Can you please give us a step by step procedure?

  1. When we run CUDA_VISIBLE_DEVICES={device_index} python3 pretrain.py experiment=AngularLoss we generate some weights in the output folder. We don't see anything with "encoder" in it. We see "embedder", "trunk" and "trunk-optimizer". There are six h5 files in total - each of the above names with "0" and "1" .
  2. Passing in the path for embedder does not work into train.yaml. What should we be passing in here?
  3. How do we run train.py? I am currently running "CUDA_VISIBLE_DEVICES=4 python3 train.py" sometimes I still see that candidates is empty and sometimes it is not. Is this expected? How do I generate the networks generated// search space as well as the final network selected?
juice500ml commented 2 years ago

Hello, @bhavna-gopal , sorry for the late reply.

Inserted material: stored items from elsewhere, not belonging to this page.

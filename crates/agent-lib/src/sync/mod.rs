//! Delivery of metric batches to the remote monitor
//!
//! This module provides:
//! - The per-app transport abstraction and its gRPC implementation
//! - A consistent-hash ring that pins every app to one transfer endpoint

mod client;
mod ring;
mod transport;

pub use client::{GrpcTransport, GrpcTransportFactory, TransferClientConfig};
pub use ring::TransferRing;
pub use transport::{MetricTransport, TransferAck, TransportFactory};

  1. "0" and "1" means the epoch index (i.e. we pretrain for 2 epochs). We don't use the embedder, we only use the trunk.
  2. You have to pass the trunk path, ex. python3 train.py pretrained_model_path=/path/to/your/weights/trunk-1.h5.
  3. Without any pretraining, many candidates come out empty (hence showing the importance of the pretraining step!). The default search space is NAS-Bench-101, where you can see the details here: https://github.com/google-research/nasbench https://arxiv.org/abs/1902.09635 .

I'm closing the issue #28 , let's continue communicating here!